2002 Esteiran self-coup d'état
|This page (or section) is a work in progress by its author(s) and should not be considered final.|
|2002 Esteiran self-coup d'état|
|Part of the Internal conflict in Esteira|
National Police mounted officers move to secure a street in Porto Verde
|Parties to the civil conflict|
|Commanders and leaders|
Danilo Brandão |
Thousands of soldiers |
Hundreds of policemen
Armored personnel carriers
|Thousands of protestors|
|Casualties and losses|
9 soldiers killed |
4 policemen killed
149 civilians killed |
The 2002 Esteiran self-coup d'état, also known as A Aquisição (The Takeover), took place on April 4, 2002 when President Luis Souza ordered the Esteiran National Police and the Esteiran Military Forces to seize control of Esteira's legislative and judicial bodies. Souza also ordered the arrest of political opponents, including the leaders of the National Liberal Party. An autocoup, Souza headed an emergency session of the National People's Assembly that was attended by only the Esteiran People's Party, and was granted widespread dictatorial powers through the National Security and Stable Leadership Act of 2002.
Nationwide demonstrations began soon after the news broke of the autocoup. These demonstrations were met with heavy resistance from the National Police, military, and pro-Souza demonstrators. The ensuing violence led to the deaths of 149 civilians, with hundreds more wounded and thousands arrested. With widespread crackdowns, the demonstrations halted by the end of June.
Esteira's population had begin shifting to the right as the economy began stagnating while under the National Liberals (PLN) during the late 1970s. A resurgence of right-wing populism not seen since the early 1920s became relatively commonplace in Esteira, though they remained on the fringes of the political world.
Souza wins the Assembly
Luis Souza was elected to represent Matondao's District 2 and was considered a leader of the populist faction within the Esteiran People's Party (PPE). Souza's popularity and influence soared as more candidates adopted his platform, eventually leading to his election to Speaker in 1987 when the PPE won their first majority since the 1960s.

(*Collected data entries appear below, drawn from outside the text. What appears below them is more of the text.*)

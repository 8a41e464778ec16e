use crate::repository::RepositoryError;

pub mod categories;
pub mod errors;
pub mod products;

pub use categories::{Categories, CategoryService};
pub use errors::{ServiceError, ServiceResult};
pub use products::{ProductService, Products};

/// Log a failed repository call and convert it into a [`ServiceError`].
///
/// Constraint violations are expected outcomes of caller input and are logged
/// as warnings; everything else is an error.
fn repository_error(action: &'static str) -> impl FnOnce(RepositoryError) -> ServiceError {
    move |err| {
        match &err {
            RepositoryError::ReferentialIntegrity(_) | RepositoryError::UniqueViolation(_) => {
                log::warn!("Failed to {action}: {err}")
            }
            _ => log::error!("Failed to {action}: {err}"),
        }
        err.into()
    }
}
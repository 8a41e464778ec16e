use chrono::Utc;
use diesel::prelude::*;

use crate::domain::product::{NewProduct, Product};
use crate::domain::types::{CategoryId, ProductId, ProductPrice, StockQuantity};
use crate::models::product::{NewProduct as DbNewProduct, Product as DbProduct, ProductRecord};
use crate::repository::{
    DieselRepository, LIKE_ESCAPE, ProductListQuery, ProductReader, ProductWriter,
    RepositoryError, RepositoryResult, like_pattern,
};

impl ProductReader for DieselRepository {
    fn list_products(&self, query: ProductListQuery) -> RepositoryResult<Vec<Product>> {
        use crate::schema::products;

        let mut conn = self.conn()?;

        let mut items = products::table
            .select(DbProduct::as_select())
            .into_boxed::<diesel::sqlite::Sqlite>();

        if let Some(search) = &query.search {
            items = items.filter(
                products::name_folded
                    .like(like_pattern(search))
                    .escape(LIKE_ESCAPE),
            );
        }

        if let Some(category_id) = query.category_id {
            items = items.filter(products::category_id.eq(Some(category_id.get())));
        }

        if let Some(min_price) = query.min_price {
            items = items.filter(products::price_cents.ge(ProductPrice::lower_bound_cents(min_price)));
        }

        if let Some(max_price) = query.max_price {
            items = items.filter(products::price_cents.le(ProductPrice::upper_bound_cents(max_price)));
        }

        if let Some(threshold) = query.stock_below {
            items = items.filter(products::stock_quantity.lt(threshold));
        }

        if let Some(minimum) = query.stock_above {
            items = items.filter(products::stock_quantity.gt(minimum));
        }

        let items = items
            .order(products::id.asc())
            .load::<DbProduct>(&mut conn)?
            .into_iter()
            .map(TryInto::try_into)
            .collect::<Result<Vec<Product>, _>>()?;

        Ok(items)
    }

    fn get_product_by_id(&self, id: ProductId) -> RepositoryResult<Option<Product>> {
        use crate::schema::products;

        let mut conn = self.conn()?;

        let product = products::table
            .find(id.get())
            .select(DbProduct::as_select())
            .first::<DbProduct>(&mut conn)
            .optional()?;

        let product = product.map(TryInto::try_into).transpose()?;
        Ok(product)
    }
}

impl ProductWriter for DieselRepository {
    fn create_product(&self, product: &NewProduct) -> RepositoryResult<Product> {
        use crate::schema::products;

        let mut conn = self.conn()?;
        let db_product = DbNewProduct::from_domain(product, Utc::now().naive_utc());

        let created = conn.transaction(|conn| {
            diesel::insert_into(products::table)
                .values(&db_product)
                .returning(DbProduct::as_returning())
                .get_result::<DbProduct>(conn)
        })?;

        Ok(created.try_into()?)
    }

    fn save_product(&self, id: ProductId, product: &NewProduct) -> RepositoryResult<Product> {
        use crate::schema::products;

        let mut conn = self.conn()?;
        let now = Utc::now().naive_utc();
        let record = ProductRecord::from_domain(id, product, now);

        // `created_at` of an existing row is left untouched.
        let saved = conn.transaction(|conn| {
            diesel::insert_into(products::table)
                .values(&record)
                .on_conflict(products::id)
                .do_update()
                .set((
                    products::name.eq(&record.name),
                    products::name_folded.eq(&record.name_folded),
                    products::description.eq(&record.description),
                    products::price_cents.eq(record.price_cents),
                    products::stock_quantity.eq(record.stock_quantity),
                    products::category_id.eq(record.category_id),
                    products::updated_at.eq(now),
                ))
                .returning(DbProduct::as_returning())
                .get_result::<DbProduct>(conn)
        })?;

        Ok(saved.try_into()?)
    }

    fn delete_product(&self, id: ProductId) -> RepositoryResult<usize> {
        use crate::schema::products;

        let mut conn = self.conn()?;

        let affected = conn.transaction(|conn| {
            diesel::delete(products::table.filter(products::id.eq(id.get()))).execute(conn)
        })?;

        Ok(affected)
    }

    fn update_product_stock(
        &self,
        id: ProductId,
        quantity: StockQuantity,
    ) -> RepositoryResult<Option<Product>> {
        use crate::schema::products;

        let mut conn = self.conn()?;
        let now = Utc::now().naive_utc();

        let updated = conn.immediate_transaction(|conn| {
            diesel::update(products::table.find(id.get()))
                .set((
                    products::stock_quantity.eq(quantity.get()),
                    products::updated_at.eq(now),
                ))
                .returning(DbProduct::as_returning())
                .get_result::<DbProduct>(conn)
                .optional()
        })?;

        let updated = updated.map(TryInto::try_into).transpose()?;
        Ok(updated)
    }

    fn assign_product_category(
        &self,
        product_id: ProductId,
        category_id: CategoryId,
    ) -> RepositoryResult<Option<Product>> {
        use crate::schema::{categories, products};

        let mut conn = self.conn()?;
        let now = Utc::now().naive_utc();

        let updated = conn.immediate_transaction::<_, RepositoryError, _>(|conn| {
            let category_exists = diesel::select(diesel::dsl::exists(
                categories::table.find(category_id.get()),
            ))
            .get_result::<bool>(conn)?;
            if !category_exists {
                return Ok(None);
            }

            let updated = diesel::update(products::table.find(product_id.get()))
                .set((
                    products::category_id.eq(Some(category_id.get())),
                    products::updated_at.eq(now),
                ))
                .returning(DbProduct::as_returning())
                .get_result::<DbProduct>(conn)
                .optional()?;

            Ok(updated)
        })?;

        let updated = updated.map(TryInto::try_into).transpose()?;
        Ok(updated)
    }

    fn unassign_product_category(
        &self,
        product_id: ProductId,
        category_id: CategoryId,
    ) -> RepositoryResult<Option<Product>> {
        use crate::schema::products;

        let mut conn = self.conn()?;
        let now = Utc::now().naive_utc();

        let product = conn.immediate_transaction::<_, RepositoryError, _>(|conn| {
            let Some(current) = products::table
                .find(product_id.get())
                .select(DbProduct::as_select())
                .first::<DbProduct>(conn)
                .optional()?
            else {
                return Ok(None);
            };

            if current.category_id != Some(category_id.get()) {
                return Ok(Some(current));
            }

            let updated = diesel::update(products::table.find(current.id))
                .set((
                    products::category_id.eq(None::<i32>),
                    products::updated_at.eq(now),
                ))
                .returning(DbProduct::as_returning())
                .get_result::<DbProduct>(conn)?;

            Ok(Some(updated))
        })?;

        let product = product.map(TryInto::try_into).transpose()?;
        Ok(product)
    }
}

Souza had begun laying the groundwork for his anti-establishment and "Esteira First" platform after his election to Speaker, using his position to cripple Maximiliano Vomlel politically, forcing through policies and laws that were beneficial to Souza, the PPE, and Esteira's right. Souza's Assembly overrode a record 24 vetoes from Vomlel, setting the stage to give Souza more freedom once he ran for president in 1991.
Souza as President
Souza defeated Vomlel by approximately 235,000 votes in the general election held held on March 31, 1991 and was inaugurated as president on May 1, 1991. In his first term, Souza took steps to weaken the power of the Constitutional Court and received his first allegations of abuse of power in 1993. Souza escalated verbal attacks on media and journalists he deemed "anti-Esteiran" and began curtailing individual liberties of those he considered to be "enemies of the state." Political violence against critics of the PPE and Souza rose significantly, and domestic terrorism saw a rapid increase.

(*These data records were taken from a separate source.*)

use chrono::NaiveDateTime;
use serde::{Deserialize, Serialize};

use crate::domain::types::{CategoryId, ProductId, ProductName, ProductPrice, StockQuantity};

/// Persisted product record.
#[derive(Debug, Clone, Serialize, Deserialize, PartialEq)]
pub struct Product {
    pub id: ProductId,
    pub name: ProductName,
    pub description: Option<String>,
    pub price: ProductPrice,
    pub stock_quantity: StockQuantity,
    /// Category this product belongs to, if any.
    pub category_id: Option<CategoryId>,
    pub created_at: NaiveDateTime,
    pub updated_at: NaiveDateTime,
}

impl Product {
    /// Whether the product is a member of `category_id`.
    pub fn belongs_to(&self, category_id: CategoryId) -> bool {
        self.category_id == Some(category_id)
    }
}

/// Information required to insert or replace a [`Product`].
#[derive(Debug, Serialize, Deserialize, PartialEq, Clone)]
pub struct NewProduct {
    pub name: ProductName,
    pub description: Option<String>,
    pub price: ProductPrice,
    #[serde(default)]
    pub stock_quantity: StockQuantity,
    pub category_id: Option<CategoryId>,
}

impl NewProduct {
    pub fn new(name: ProductName, price: ProductPrice, stock_quantity: StockQuantity) -> Self {
        Self {
            name,
            description: None,
            price,
            stock_quantity,
            category_id: None,
        }
    }

    pub fn description(mut self, description: impl Into<String>) -> Self {
        self.description = Some(description.into());
        self
    }

    pub fn category(mut self, category_id: CategoryId) -> Self {
        self.category_id = Some(category_id);
        self
    }
}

His reelection in 1996 was marred with reports of voter fraud and intimidation, rapidly increasing the rate of Esteira's democratic backsliding. With the PPE still in control of the National People's Assembly, Souza was able to abolish term limits and announced his intention to run for president once again in 2001. He won a third term in an election widely considered fraudulent, which drew criticism from opposition candidates, parties, and from more centrist members of the PPE. The Esteiran populace was beginning to grow weary of Souza's power consolidation, which by now had seen the stripping of powers to challenge the president from the Constitutional Court and National People's Assembly. Protests were widespread but short-lived, stamped out by the National Police.
During his first years as president, Souza made sure to appoint loyalists and those who were supportive of the PPE to key positions within the Military Forces and National Police. While he faced with allegations of nepotism, there was little the opposition parties could do to combat the appointments.

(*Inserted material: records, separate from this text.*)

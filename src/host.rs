use crate::config::Settings;
use crate::detection::{ClaimRegistry, HardwareDetection};
use crate::library::Library;
use crate::session::TrackerSession;
use crate::sink::{ChannelSink, TaggedReport};
use crate::transport::Transport;
use crate::types::Outcome;
use crate::Result;
use crossbeam_channel::Receiver;

/// Owns every live session and routes their reports into one channel.
///
/// Sessions that end fatally are dropped on the tick that ends them, which
/// releases their device claim so a later [`TrackerHost::detect`] can pick
/// the device up again.
pub struct TrackerHost<T: Transport> {
    detection: HardwareDetection<T>,
    sessions: Vec<(TrackerSession<T>, ChannelSink)>,
    sink: ChannelSink,
    receiver: Receiver<TaggedReport>,
}

impl<T: Transport> TrackerHost<T> {
    pub fn new(transport: T, settings: Settings) -> Self {
        let (sink, receiver) = ChannelSink::bounded(settings.channel_capacity);
        Self {
            detection: HardwareDetection::new(
                Library::new(transport),
                ClaimRegistry::new(),
                settings,
            ),
            sessions: Vec::new(),
            sink,
            receiver,
        }
    }

    /// Run one detection pass; returns how many sessions were added.
    pub fn detect(&mut self) -> Result<usize> {
        let found = self.detection.detect()?;
        let added = found.len();
        for session in found {
            let sink = self.sink.named(session.name());
            self.sessions.push((session, sink));
        }
        Ok(added)
    }

    /// Tick every session once; returns how many ended on this tick.
    pub fn update(&mut self) -> usize {
        let before = self.sessions.len();
        self.sessions.retain_mut(|(session, sink)| {
            let outcome = session.update(sink);
            if outcome == Outcome::Fatal {
                log::info!("Removed Freespace device: {}", session.name());
            }
            outcome == Outcome::Continue
        });
        before - self.sessions.len()
    }

    pub fn session_count(&self) -> usize {
        self.sessions.len()
    }

    pub fn sessions(&self) -> impl Iterator<Item = &TrackerSession<T>> {
        self.sessions.iter().map(|(session, _)| session)
    }

    pub fn receiver(&self) -> &Receiver<TaggedReport> {
        &self.receiver
    }

    pub fn try_recv(&self) -> Option<TaggedReport> {
        self.receiver.try_recv().ok()
    }

    /// Close every session.
    pub fn shutdown(&mut self) {
        for (mut session, _) in self.sessions.drain(..) {
            session.teardown();
        }
    }
}

impl<T: Transport> Drop for TrackerHost<T> {
    fn drop(&mut self) {
        self.shutdown();
    }
}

Souza had allegedly been planning "Operation Sweep" (Esteiran: Operação Varredura) since early 2000, but did not have all the pieces in place until after he secured his third term. With the support of PPE leadership, the National Police, and the military, Souza launched his autocoup.
Operation Sweep had several moving parts that worked in tandem to ensure the autocoup's success. With friends and close associates in powerful positions within the National Police, Military Forces, and PPE leadership, Souza authorized the launch of Operation Sweep on the morning of April 4, 2002.
See also: 2002 Porto Verde attacks
At approximately 09:30 am EST on April 4, 2002, a bomb was detonated in front of the Esteiran People's Party headquarters building, located at 156 W Menezes St in Porto Verde. The blast killed 12 civilians, including the PPE's national chairman (Feliciano Caetano) and two deputy secretaries (Zeferino Queiroz and Paulina Gomes). All three were generally considered to be opponents to Souza within the PPE.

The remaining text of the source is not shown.